Stored data entries:
----------
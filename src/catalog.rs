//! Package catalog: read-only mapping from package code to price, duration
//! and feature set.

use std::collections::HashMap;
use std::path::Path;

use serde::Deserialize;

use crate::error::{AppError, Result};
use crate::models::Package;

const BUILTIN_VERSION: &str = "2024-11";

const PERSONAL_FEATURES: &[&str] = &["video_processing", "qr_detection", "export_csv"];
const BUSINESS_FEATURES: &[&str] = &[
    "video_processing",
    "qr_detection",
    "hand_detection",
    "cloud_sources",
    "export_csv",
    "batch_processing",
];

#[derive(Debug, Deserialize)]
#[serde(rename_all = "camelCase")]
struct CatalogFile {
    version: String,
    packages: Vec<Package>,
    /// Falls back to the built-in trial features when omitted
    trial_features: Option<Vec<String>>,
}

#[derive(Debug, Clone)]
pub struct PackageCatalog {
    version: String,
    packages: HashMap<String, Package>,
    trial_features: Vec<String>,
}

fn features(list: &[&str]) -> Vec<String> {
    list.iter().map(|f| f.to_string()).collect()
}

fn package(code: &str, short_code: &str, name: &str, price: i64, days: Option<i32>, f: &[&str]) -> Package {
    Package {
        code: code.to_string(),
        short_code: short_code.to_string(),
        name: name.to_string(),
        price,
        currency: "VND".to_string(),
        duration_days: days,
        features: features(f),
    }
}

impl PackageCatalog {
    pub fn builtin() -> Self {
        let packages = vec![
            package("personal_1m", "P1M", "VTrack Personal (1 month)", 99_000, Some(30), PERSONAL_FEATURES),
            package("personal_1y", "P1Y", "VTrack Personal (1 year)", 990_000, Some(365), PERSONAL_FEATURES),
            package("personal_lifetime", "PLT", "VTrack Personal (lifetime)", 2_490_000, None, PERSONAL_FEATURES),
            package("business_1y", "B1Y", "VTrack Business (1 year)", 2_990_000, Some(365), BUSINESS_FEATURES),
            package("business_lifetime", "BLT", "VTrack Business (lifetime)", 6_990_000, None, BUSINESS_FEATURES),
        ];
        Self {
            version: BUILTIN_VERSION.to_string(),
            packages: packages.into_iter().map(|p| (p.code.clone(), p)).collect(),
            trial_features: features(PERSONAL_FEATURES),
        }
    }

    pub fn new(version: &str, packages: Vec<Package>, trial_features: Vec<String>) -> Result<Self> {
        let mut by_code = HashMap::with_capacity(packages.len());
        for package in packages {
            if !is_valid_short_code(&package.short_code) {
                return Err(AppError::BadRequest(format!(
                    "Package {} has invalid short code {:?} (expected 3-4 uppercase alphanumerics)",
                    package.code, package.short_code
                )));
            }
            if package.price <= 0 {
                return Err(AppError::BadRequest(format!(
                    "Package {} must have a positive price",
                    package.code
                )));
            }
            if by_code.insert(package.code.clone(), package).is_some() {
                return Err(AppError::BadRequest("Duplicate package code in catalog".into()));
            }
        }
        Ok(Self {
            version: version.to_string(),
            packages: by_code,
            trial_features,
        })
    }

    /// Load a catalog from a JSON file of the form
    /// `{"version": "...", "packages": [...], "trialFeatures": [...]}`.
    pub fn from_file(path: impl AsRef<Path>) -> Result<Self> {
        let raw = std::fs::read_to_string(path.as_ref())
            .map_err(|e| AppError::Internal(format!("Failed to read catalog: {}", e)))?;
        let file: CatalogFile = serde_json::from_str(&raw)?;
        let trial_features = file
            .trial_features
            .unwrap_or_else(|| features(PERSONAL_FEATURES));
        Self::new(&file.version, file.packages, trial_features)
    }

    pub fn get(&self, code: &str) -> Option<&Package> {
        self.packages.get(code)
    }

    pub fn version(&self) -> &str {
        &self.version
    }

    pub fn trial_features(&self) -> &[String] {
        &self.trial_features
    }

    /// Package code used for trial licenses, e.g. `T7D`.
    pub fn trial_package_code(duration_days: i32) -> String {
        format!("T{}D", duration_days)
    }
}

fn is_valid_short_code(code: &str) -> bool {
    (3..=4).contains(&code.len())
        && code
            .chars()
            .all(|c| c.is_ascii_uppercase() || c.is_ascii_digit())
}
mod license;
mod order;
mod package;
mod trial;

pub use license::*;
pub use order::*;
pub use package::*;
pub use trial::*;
----------
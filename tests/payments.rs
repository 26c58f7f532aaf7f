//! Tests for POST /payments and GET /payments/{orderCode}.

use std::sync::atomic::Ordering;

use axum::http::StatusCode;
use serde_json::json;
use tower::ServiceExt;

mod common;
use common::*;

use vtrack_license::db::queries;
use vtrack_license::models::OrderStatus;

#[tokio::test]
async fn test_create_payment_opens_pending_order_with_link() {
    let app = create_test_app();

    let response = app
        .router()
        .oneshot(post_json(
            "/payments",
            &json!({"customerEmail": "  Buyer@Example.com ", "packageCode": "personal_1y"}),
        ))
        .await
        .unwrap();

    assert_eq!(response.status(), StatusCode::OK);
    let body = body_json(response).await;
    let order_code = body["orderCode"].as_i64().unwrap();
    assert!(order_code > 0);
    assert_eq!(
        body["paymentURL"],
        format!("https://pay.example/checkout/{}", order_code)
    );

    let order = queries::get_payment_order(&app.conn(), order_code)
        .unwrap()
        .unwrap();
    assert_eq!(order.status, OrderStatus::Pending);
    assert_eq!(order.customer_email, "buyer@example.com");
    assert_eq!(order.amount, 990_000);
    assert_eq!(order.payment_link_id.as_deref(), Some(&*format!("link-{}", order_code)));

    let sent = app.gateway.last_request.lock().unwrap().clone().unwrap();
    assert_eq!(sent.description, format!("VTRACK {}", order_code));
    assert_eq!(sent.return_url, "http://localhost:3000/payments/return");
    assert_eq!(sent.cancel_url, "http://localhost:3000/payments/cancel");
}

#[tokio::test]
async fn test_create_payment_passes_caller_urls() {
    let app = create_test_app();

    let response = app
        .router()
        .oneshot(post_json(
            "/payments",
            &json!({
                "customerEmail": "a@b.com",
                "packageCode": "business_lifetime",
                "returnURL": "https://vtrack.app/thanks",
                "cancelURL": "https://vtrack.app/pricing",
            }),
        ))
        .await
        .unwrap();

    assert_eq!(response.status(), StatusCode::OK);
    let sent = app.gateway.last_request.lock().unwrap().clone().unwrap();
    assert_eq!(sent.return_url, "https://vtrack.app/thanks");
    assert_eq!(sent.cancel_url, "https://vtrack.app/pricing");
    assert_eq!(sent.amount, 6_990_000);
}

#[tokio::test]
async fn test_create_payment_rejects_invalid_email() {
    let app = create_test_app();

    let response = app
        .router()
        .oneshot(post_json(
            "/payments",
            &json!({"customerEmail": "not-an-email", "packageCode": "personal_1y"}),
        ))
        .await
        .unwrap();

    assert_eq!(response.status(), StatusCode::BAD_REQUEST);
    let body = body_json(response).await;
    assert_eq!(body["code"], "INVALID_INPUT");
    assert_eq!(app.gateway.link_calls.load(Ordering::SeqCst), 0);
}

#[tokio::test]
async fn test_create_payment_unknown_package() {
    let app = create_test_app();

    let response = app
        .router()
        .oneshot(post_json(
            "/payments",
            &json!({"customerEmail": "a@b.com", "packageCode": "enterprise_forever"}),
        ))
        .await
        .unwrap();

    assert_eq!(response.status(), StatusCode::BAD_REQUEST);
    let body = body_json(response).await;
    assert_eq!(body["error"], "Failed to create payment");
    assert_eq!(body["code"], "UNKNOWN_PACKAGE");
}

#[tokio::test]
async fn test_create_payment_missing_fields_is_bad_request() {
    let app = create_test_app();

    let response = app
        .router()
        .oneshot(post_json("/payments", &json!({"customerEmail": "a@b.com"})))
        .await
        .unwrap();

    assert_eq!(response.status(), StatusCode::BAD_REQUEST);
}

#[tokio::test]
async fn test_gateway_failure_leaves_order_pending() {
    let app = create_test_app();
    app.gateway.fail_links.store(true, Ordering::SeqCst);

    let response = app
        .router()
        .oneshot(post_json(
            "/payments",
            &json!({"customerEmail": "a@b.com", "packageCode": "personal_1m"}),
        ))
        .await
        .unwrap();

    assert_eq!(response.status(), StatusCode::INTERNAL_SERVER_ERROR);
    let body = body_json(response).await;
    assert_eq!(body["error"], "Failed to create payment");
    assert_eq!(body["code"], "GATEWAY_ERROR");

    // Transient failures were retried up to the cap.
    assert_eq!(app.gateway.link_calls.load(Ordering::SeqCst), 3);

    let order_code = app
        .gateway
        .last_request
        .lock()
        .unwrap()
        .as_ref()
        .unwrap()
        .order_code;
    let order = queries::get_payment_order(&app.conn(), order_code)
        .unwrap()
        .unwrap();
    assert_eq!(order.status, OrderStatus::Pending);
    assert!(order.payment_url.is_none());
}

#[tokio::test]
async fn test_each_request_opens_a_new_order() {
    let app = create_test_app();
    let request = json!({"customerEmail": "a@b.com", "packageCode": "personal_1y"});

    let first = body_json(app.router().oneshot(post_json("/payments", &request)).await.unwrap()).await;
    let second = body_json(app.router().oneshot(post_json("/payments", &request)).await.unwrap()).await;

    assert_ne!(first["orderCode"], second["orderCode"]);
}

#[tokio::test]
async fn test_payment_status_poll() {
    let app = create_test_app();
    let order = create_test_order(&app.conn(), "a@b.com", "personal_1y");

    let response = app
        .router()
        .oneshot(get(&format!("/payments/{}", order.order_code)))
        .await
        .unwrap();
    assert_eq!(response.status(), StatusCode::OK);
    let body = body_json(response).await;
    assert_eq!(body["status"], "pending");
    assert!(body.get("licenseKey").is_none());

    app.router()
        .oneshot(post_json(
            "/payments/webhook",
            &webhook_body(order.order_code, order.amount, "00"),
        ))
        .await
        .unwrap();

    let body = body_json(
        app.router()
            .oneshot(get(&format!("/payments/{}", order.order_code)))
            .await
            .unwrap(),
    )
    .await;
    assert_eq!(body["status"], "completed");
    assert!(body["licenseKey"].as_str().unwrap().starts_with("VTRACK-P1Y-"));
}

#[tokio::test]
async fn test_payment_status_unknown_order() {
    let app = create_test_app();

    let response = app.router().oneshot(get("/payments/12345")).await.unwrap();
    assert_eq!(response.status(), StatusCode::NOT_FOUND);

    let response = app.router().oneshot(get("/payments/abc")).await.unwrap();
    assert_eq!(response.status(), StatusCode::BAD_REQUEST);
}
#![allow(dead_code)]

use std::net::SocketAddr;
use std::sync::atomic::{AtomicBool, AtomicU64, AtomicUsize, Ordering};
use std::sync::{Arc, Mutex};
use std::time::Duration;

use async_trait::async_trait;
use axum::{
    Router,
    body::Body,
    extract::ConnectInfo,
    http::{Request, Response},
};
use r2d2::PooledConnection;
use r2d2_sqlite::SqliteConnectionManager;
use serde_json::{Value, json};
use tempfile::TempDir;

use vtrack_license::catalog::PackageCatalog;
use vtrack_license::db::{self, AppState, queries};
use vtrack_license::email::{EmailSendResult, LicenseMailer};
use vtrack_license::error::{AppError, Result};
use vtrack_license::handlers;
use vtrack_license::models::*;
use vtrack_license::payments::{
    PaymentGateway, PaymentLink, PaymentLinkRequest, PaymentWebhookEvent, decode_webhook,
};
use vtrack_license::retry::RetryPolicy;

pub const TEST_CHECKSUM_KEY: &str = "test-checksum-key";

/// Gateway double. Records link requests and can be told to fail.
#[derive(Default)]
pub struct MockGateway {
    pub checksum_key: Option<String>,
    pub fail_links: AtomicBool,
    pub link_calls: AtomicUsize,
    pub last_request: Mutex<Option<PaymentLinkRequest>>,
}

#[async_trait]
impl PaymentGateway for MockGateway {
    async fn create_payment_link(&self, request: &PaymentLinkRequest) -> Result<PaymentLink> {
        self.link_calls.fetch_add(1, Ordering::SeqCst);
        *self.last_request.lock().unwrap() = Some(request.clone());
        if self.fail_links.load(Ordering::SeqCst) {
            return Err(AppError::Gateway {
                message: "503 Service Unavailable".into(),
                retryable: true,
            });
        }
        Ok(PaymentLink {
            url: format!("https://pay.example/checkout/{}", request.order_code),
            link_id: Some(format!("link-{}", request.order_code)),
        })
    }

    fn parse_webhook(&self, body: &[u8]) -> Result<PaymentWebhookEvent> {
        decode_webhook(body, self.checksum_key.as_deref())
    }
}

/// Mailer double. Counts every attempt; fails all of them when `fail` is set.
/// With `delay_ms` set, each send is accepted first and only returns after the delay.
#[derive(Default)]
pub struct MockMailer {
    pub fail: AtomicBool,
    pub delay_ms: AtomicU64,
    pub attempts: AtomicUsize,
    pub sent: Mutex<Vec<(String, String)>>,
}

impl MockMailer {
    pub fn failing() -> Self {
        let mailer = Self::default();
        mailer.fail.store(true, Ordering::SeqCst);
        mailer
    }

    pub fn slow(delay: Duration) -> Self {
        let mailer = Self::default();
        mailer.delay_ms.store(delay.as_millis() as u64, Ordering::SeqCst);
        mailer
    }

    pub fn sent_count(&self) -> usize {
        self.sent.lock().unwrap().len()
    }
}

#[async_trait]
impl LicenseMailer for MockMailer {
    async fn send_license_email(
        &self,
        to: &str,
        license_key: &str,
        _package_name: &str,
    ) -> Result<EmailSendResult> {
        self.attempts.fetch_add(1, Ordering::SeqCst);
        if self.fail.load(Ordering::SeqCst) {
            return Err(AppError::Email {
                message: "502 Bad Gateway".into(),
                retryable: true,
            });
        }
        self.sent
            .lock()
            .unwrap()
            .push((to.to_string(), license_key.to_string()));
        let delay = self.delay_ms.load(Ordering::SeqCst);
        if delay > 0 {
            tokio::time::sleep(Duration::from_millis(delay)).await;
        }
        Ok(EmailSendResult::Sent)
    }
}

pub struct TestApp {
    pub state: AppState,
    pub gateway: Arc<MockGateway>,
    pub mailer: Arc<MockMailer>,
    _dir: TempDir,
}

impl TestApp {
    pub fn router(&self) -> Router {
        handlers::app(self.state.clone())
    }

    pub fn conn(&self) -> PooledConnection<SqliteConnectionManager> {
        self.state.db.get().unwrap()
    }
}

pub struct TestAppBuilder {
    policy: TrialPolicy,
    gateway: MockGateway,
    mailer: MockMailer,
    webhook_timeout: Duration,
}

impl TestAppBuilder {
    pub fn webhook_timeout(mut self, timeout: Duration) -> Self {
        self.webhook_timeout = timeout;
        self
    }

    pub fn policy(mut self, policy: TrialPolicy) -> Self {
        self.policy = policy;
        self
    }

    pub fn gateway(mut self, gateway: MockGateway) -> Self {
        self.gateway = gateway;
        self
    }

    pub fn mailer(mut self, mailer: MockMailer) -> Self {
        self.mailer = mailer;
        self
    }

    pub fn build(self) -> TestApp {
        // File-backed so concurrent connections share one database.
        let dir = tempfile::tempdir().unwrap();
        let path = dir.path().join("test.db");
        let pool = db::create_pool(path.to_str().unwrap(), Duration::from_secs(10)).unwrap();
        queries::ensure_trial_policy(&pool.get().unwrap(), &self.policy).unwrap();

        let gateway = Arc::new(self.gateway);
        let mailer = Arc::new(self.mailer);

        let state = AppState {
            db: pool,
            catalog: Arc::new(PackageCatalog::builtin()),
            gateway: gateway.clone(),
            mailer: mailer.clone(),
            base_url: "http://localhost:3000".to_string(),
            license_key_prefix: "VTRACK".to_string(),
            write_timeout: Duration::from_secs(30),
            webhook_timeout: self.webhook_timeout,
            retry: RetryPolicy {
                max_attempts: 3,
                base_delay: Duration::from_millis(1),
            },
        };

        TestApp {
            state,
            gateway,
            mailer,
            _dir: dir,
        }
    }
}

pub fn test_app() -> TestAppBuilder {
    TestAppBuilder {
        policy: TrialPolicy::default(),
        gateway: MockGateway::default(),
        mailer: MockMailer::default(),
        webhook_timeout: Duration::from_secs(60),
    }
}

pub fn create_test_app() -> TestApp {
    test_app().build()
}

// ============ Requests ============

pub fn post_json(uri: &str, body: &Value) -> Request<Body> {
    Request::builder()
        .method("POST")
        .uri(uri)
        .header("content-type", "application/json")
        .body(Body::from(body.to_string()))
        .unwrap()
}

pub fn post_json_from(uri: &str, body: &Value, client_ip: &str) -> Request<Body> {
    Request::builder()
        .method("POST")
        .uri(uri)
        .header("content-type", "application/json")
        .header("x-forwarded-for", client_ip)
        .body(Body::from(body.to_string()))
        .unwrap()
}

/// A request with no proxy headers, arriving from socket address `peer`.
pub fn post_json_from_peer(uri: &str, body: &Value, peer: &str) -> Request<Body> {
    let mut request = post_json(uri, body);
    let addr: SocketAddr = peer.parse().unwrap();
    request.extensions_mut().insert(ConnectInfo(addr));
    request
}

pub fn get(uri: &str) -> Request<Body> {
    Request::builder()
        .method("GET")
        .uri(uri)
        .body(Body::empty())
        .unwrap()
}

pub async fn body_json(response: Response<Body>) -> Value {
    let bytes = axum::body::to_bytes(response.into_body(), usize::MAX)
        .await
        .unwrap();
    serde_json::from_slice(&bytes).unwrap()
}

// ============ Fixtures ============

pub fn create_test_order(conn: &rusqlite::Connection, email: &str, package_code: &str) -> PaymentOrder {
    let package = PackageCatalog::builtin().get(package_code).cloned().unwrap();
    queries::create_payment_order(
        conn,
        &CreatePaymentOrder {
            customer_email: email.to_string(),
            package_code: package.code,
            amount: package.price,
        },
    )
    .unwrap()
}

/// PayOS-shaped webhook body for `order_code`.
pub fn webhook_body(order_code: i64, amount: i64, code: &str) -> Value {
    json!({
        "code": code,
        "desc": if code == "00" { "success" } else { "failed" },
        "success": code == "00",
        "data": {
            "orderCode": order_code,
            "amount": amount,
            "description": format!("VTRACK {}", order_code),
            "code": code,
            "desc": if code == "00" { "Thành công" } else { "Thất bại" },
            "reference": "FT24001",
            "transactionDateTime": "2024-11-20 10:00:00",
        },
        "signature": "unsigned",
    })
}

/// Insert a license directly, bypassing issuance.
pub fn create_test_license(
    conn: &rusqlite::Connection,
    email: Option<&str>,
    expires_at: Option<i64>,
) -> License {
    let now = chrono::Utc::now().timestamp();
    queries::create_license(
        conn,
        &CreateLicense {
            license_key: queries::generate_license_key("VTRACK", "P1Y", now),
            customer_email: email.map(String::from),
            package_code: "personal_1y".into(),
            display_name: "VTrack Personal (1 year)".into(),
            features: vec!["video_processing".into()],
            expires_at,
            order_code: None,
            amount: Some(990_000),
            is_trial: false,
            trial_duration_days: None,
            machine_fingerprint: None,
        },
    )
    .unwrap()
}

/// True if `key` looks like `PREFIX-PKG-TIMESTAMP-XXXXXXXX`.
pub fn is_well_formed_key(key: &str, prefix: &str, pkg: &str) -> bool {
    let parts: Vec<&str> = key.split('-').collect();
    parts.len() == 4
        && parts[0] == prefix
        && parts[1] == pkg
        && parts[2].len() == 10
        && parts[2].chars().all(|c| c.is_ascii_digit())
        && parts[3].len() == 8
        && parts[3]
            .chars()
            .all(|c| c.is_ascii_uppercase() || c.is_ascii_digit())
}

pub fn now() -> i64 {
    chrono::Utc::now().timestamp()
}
----------
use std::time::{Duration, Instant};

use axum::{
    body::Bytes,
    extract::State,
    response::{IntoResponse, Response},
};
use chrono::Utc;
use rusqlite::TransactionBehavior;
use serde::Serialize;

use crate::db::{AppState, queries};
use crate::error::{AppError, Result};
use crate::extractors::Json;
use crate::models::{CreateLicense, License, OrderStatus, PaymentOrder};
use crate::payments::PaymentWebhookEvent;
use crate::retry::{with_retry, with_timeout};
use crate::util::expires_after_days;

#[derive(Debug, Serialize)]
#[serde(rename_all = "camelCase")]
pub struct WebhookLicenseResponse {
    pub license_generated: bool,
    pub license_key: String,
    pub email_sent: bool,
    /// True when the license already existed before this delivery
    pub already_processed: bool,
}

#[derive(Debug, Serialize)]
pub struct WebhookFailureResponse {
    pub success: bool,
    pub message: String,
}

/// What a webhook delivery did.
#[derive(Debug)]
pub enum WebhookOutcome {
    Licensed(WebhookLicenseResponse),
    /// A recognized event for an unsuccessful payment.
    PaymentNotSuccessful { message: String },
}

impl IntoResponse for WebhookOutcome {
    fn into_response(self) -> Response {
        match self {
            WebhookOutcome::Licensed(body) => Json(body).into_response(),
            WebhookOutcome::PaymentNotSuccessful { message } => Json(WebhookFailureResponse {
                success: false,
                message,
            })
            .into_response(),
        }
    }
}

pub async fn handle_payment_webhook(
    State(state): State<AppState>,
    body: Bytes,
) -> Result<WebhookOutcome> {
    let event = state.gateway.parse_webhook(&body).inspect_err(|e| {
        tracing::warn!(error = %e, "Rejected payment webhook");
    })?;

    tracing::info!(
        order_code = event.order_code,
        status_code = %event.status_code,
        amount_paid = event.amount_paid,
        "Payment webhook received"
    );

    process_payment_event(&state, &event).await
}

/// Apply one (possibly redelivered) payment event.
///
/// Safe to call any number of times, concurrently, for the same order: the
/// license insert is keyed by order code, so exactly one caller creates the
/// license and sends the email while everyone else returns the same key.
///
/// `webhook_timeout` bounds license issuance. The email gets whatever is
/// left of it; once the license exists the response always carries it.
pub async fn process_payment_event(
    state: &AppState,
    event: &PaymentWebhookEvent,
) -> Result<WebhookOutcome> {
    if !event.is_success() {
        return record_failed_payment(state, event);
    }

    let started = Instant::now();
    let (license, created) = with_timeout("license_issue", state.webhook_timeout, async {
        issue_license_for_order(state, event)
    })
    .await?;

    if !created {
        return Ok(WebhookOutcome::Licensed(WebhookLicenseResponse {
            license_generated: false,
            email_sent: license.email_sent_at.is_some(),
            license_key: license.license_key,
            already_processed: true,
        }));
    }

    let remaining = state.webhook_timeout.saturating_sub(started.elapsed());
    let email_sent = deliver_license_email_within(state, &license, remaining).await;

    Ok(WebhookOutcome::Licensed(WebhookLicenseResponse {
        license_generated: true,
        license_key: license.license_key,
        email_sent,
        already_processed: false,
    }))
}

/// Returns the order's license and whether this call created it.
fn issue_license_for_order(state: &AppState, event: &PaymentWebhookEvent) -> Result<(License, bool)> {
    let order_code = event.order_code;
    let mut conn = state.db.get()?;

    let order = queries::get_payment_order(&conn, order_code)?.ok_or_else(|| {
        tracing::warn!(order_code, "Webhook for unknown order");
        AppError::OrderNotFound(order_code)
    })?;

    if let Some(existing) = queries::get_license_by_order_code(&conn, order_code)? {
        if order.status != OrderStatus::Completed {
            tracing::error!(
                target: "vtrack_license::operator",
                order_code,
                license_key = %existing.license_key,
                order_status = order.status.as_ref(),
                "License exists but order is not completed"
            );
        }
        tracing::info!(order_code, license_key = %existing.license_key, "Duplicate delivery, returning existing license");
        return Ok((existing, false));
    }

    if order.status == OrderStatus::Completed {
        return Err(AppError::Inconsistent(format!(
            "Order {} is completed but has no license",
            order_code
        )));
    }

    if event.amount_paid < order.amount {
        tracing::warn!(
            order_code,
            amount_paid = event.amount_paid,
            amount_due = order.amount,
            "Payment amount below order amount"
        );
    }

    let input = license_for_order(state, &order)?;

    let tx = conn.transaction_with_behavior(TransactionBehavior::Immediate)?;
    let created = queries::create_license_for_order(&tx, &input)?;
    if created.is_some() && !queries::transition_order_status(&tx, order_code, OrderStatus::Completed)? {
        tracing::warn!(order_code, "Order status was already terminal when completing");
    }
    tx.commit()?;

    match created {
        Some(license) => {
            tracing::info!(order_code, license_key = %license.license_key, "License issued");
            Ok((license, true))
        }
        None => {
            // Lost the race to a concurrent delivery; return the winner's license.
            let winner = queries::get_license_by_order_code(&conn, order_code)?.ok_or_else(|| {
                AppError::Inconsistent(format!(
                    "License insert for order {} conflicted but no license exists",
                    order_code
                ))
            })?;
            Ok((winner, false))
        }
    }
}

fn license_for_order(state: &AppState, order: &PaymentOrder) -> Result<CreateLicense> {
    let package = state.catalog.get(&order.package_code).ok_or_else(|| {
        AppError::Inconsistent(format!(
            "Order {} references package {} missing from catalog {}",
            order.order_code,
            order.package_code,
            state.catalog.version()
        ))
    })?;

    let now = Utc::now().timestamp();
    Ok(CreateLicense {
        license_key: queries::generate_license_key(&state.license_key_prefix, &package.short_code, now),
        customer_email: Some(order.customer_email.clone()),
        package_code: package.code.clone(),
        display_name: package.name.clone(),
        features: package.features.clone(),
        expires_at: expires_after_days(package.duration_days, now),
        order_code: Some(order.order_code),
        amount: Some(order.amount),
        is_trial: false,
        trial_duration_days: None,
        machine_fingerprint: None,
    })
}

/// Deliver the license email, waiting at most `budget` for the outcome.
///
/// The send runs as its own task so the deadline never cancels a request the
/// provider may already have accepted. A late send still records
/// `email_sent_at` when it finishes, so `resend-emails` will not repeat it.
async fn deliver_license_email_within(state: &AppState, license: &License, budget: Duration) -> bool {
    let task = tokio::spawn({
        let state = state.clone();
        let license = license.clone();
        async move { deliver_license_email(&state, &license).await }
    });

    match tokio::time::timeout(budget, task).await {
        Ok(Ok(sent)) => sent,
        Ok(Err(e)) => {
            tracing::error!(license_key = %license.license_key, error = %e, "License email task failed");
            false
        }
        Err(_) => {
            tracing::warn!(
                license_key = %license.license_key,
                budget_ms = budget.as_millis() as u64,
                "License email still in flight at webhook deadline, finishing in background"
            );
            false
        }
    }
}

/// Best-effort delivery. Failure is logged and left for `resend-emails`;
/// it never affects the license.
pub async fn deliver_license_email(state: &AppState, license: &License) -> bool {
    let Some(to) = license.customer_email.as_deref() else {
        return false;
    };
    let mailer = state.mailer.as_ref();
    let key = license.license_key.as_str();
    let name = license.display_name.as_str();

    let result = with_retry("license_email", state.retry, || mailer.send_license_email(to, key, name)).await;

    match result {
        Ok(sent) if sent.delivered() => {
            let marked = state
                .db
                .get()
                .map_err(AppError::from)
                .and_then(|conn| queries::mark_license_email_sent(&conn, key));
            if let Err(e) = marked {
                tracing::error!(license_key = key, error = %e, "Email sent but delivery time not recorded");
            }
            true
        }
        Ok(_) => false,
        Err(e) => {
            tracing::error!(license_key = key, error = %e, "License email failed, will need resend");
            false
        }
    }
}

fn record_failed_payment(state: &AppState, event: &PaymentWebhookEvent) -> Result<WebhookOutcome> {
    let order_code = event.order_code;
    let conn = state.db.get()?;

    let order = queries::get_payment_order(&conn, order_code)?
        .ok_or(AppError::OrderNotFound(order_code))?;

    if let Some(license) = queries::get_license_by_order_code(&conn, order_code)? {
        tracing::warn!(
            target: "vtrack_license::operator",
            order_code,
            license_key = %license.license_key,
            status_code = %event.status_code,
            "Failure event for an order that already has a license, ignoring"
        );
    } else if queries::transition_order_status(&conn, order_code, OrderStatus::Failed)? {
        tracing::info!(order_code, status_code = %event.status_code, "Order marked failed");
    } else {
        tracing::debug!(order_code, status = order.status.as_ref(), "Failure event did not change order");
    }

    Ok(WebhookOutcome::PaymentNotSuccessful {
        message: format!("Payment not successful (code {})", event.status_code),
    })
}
----------
**Exercise description:** After counting the lines of the records above that hold the word "axum", give the total and nothing else.

**Result of the task:** 4